Show every line in the records below that contains the word "find".

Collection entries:
· · ·

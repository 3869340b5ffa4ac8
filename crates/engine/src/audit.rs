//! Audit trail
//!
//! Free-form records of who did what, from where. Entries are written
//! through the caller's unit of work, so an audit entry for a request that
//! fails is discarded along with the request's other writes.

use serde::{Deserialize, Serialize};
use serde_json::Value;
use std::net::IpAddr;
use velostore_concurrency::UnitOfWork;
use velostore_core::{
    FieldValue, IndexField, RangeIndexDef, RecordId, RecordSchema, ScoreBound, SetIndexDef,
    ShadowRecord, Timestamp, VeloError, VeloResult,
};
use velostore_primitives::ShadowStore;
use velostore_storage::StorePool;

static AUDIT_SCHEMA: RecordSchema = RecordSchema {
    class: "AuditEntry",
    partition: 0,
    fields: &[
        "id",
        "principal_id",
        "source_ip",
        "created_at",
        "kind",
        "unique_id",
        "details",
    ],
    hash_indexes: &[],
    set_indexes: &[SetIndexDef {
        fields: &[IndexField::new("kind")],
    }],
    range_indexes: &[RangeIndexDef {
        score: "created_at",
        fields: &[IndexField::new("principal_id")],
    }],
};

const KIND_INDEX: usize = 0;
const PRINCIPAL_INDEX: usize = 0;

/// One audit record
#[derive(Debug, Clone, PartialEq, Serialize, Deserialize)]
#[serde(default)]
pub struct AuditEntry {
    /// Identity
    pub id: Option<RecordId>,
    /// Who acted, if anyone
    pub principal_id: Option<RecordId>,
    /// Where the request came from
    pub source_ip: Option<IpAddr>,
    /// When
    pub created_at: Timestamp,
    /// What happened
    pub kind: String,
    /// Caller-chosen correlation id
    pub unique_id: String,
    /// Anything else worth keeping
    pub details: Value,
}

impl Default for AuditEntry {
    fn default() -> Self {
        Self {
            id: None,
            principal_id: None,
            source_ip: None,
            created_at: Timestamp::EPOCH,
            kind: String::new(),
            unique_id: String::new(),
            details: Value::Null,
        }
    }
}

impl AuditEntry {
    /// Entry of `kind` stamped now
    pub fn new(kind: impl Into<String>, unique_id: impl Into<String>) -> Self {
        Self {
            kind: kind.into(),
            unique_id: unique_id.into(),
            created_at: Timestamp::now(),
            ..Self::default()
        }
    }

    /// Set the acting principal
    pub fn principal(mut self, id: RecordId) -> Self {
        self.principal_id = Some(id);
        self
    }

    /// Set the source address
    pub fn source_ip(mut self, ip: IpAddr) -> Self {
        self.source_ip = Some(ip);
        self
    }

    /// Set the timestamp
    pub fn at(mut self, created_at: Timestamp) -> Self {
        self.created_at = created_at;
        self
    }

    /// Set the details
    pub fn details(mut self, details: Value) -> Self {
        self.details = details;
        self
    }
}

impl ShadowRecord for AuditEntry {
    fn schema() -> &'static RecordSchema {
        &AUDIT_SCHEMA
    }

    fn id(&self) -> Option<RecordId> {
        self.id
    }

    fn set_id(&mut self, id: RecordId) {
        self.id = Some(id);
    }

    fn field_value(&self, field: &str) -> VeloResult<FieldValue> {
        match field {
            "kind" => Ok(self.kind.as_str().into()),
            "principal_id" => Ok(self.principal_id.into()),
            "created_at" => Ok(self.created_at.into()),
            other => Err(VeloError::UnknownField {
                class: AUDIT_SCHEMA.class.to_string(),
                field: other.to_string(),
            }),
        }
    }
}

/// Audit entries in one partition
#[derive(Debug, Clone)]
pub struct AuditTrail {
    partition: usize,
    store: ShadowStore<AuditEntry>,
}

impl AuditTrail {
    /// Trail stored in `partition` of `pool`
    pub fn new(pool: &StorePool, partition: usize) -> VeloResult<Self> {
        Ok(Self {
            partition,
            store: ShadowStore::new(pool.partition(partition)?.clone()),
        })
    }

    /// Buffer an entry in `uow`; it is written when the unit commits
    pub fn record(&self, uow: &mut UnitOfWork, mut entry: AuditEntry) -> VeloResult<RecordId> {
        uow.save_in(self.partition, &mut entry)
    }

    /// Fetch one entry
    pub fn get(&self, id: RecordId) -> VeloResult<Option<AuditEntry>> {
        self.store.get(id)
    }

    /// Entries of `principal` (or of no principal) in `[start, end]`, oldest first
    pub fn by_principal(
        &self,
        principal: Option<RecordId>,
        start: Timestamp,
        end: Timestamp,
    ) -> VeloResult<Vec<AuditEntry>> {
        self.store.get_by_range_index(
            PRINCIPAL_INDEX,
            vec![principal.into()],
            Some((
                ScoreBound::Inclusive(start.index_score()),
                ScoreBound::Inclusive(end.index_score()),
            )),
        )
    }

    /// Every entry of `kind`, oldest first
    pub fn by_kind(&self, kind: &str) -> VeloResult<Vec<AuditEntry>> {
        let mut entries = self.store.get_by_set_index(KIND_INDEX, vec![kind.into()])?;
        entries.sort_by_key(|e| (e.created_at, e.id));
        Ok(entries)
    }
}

· · ·

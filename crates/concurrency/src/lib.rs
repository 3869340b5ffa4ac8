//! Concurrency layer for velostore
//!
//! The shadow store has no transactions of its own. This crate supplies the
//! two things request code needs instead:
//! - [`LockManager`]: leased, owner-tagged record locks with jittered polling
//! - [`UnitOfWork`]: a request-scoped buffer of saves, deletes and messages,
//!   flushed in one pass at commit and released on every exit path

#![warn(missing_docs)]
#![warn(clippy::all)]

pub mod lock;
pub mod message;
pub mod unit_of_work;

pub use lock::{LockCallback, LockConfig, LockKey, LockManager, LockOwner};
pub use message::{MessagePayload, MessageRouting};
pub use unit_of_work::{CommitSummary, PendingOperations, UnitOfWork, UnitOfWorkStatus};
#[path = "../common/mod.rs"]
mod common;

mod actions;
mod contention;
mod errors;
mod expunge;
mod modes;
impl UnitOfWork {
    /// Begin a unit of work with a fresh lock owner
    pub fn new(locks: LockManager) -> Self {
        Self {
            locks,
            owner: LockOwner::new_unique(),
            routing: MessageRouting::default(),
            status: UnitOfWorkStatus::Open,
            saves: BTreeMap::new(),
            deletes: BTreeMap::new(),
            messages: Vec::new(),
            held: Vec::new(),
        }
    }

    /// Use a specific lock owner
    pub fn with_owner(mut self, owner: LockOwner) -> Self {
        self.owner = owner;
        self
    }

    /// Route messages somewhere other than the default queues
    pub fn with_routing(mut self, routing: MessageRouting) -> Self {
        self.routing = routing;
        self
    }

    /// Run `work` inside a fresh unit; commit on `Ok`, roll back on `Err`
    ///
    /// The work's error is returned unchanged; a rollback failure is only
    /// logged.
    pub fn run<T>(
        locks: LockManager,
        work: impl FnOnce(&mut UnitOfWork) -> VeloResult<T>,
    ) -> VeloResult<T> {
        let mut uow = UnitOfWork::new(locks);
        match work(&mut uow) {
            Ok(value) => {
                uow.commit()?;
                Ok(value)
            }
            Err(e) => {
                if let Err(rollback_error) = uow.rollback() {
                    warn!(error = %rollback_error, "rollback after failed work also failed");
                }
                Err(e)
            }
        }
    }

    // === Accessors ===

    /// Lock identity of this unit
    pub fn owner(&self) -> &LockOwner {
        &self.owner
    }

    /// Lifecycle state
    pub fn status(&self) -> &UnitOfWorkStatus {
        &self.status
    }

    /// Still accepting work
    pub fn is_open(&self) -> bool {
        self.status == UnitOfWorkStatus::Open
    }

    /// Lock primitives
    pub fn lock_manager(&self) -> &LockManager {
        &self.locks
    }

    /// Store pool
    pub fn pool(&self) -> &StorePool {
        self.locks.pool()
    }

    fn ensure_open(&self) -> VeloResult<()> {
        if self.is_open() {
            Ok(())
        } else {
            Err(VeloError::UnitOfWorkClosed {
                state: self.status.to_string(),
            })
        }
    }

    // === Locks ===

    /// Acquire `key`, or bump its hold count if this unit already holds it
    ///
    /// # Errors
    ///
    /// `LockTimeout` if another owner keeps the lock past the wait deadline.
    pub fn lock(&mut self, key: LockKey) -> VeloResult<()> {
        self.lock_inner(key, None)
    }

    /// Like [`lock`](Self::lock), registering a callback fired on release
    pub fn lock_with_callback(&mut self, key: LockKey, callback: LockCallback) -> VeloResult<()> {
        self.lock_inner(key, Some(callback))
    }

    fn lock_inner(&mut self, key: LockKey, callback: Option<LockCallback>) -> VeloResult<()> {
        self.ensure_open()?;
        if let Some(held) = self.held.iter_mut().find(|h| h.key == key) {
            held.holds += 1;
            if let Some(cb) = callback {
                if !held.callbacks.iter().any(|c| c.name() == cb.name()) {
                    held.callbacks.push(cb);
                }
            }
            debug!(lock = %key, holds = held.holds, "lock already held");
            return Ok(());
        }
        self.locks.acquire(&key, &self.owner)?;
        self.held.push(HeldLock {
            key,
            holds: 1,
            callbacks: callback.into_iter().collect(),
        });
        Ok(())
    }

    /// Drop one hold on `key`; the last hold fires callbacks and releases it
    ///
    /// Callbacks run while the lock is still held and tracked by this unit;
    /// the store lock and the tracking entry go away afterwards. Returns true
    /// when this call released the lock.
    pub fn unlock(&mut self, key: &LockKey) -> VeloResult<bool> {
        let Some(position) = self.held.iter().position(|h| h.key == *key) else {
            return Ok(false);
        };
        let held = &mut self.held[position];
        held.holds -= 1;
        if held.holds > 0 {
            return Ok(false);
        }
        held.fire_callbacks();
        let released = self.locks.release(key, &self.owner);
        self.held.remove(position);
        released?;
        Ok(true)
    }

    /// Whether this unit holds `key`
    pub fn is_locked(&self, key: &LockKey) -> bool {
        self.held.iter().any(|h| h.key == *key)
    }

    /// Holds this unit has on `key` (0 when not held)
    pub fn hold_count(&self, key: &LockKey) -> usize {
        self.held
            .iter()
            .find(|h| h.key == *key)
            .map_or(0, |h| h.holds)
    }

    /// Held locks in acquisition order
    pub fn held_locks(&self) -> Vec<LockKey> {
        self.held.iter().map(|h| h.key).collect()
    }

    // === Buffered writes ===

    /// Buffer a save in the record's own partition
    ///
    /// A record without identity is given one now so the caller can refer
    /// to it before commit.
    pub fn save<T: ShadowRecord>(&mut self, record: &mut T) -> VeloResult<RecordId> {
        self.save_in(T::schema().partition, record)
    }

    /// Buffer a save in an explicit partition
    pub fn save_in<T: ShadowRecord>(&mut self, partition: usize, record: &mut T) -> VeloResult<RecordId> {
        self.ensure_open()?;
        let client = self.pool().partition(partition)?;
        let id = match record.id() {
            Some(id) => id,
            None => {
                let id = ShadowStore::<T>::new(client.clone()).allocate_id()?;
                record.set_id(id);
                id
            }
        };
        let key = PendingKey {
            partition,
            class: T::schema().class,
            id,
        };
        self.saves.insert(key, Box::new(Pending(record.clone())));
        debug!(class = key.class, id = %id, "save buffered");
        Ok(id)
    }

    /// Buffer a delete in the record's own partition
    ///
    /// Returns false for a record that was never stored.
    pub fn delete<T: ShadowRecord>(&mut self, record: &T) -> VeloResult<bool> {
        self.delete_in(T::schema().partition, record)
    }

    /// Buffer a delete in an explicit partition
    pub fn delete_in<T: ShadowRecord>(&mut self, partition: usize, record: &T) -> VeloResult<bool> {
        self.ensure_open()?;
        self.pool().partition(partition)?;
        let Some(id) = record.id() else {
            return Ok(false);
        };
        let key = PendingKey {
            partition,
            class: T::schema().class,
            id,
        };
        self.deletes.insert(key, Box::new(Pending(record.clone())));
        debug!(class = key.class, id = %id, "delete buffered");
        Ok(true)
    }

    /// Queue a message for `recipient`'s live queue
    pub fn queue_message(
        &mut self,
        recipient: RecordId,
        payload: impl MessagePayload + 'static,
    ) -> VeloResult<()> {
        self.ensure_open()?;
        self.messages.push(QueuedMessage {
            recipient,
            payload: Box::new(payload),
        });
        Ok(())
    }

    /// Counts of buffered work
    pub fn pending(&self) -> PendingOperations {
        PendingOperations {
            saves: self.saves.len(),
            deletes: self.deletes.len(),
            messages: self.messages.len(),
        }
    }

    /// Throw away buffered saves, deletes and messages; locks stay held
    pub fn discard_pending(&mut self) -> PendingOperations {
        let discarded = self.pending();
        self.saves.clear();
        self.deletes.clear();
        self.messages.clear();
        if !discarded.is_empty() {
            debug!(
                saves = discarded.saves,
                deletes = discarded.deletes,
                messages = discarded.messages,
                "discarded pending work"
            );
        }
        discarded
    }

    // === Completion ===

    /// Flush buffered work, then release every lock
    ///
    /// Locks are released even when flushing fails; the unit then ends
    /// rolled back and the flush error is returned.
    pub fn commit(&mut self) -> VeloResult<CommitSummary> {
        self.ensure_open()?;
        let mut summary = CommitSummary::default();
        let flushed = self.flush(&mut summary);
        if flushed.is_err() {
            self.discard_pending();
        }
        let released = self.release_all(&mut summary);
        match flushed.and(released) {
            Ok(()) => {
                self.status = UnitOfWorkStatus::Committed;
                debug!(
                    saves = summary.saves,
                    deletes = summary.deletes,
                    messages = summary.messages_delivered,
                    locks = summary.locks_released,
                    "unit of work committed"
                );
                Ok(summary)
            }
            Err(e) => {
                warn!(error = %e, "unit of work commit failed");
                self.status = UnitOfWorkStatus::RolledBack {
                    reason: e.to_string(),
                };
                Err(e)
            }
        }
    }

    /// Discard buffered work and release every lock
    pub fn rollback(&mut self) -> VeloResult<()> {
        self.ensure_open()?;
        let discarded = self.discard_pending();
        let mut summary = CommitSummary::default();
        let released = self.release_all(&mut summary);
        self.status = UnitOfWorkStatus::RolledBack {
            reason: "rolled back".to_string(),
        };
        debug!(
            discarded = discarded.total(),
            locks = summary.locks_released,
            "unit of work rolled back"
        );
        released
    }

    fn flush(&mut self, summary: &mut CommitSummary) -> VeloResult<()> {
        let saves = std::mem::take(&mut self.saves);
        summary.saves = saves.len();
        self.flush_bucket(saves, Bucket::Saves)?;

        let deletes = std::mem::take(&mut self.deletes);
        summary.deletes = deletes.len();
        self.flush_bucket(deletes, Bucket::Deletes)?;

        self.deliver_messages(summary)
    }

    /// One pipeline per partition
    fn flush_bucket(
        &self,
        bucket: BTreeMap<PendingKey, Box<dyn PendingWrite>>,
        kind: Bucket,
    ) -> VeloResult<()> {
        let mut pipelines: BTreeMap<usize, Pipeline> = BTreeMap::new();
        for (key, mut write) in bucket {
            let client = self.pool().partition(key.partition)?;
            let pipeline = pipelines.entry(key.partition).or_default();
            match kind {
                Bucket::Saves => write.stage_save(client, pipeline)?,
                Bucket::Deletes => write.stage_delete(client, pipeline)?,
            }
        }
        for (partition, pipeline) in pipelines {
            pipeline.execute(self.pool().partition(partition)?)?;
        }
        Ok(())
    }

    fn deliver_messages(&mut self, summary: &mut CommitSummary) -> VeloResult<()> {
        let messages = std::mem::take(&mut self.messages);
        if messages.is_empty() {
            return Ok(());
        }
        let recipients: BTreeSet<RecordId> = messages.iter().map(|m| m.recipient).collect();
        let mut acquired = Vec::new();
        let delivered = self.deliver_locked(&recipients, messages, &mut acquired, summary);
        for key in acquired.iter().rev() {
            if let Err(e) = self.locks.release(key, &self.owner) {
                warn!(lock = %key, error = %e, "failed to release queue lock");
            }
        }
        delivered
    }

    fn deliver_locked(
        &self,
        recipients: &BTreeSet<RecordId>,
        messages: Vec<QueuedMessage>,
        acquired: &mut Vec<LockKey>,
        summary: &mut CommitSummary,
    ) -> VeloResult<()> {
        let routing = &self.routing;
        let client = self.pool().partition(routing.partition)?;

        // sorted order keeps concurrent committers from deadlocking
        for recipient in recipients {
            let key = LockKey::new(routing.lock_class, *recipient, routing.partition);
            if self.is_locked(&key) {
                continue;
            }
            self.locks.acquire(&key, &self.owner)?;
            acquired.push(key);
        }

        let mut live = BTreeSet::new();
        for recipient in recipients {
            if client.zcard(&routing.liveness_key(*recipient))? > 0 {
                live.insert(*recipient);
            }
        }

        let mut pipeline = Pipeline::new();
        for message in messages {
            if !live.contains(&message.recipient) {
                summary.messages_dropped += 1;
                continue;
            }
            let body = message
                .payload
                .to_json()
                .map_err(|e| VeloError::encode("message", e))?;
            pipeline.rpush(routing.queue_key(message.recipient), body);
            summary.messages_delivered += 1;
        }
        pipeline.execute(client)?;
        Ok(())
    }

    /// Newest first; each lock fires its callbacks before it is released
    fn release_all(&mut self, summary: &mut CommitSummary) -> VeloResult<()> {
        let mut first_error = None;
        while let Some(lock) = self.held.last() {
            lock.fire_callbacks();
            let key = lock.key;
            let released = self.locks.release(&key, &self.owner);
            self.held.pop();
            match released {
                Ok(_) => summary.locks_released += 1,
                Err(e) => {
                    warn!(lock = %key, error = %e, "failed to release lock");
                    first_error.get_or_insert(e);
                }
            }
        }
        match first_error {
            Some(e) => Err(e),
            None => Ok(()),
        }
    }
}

· · ·

Result below
        if let Some(held) = self.held.iter_mut().find(|h| h.key == key) {
            .find(|h| h.key == *key)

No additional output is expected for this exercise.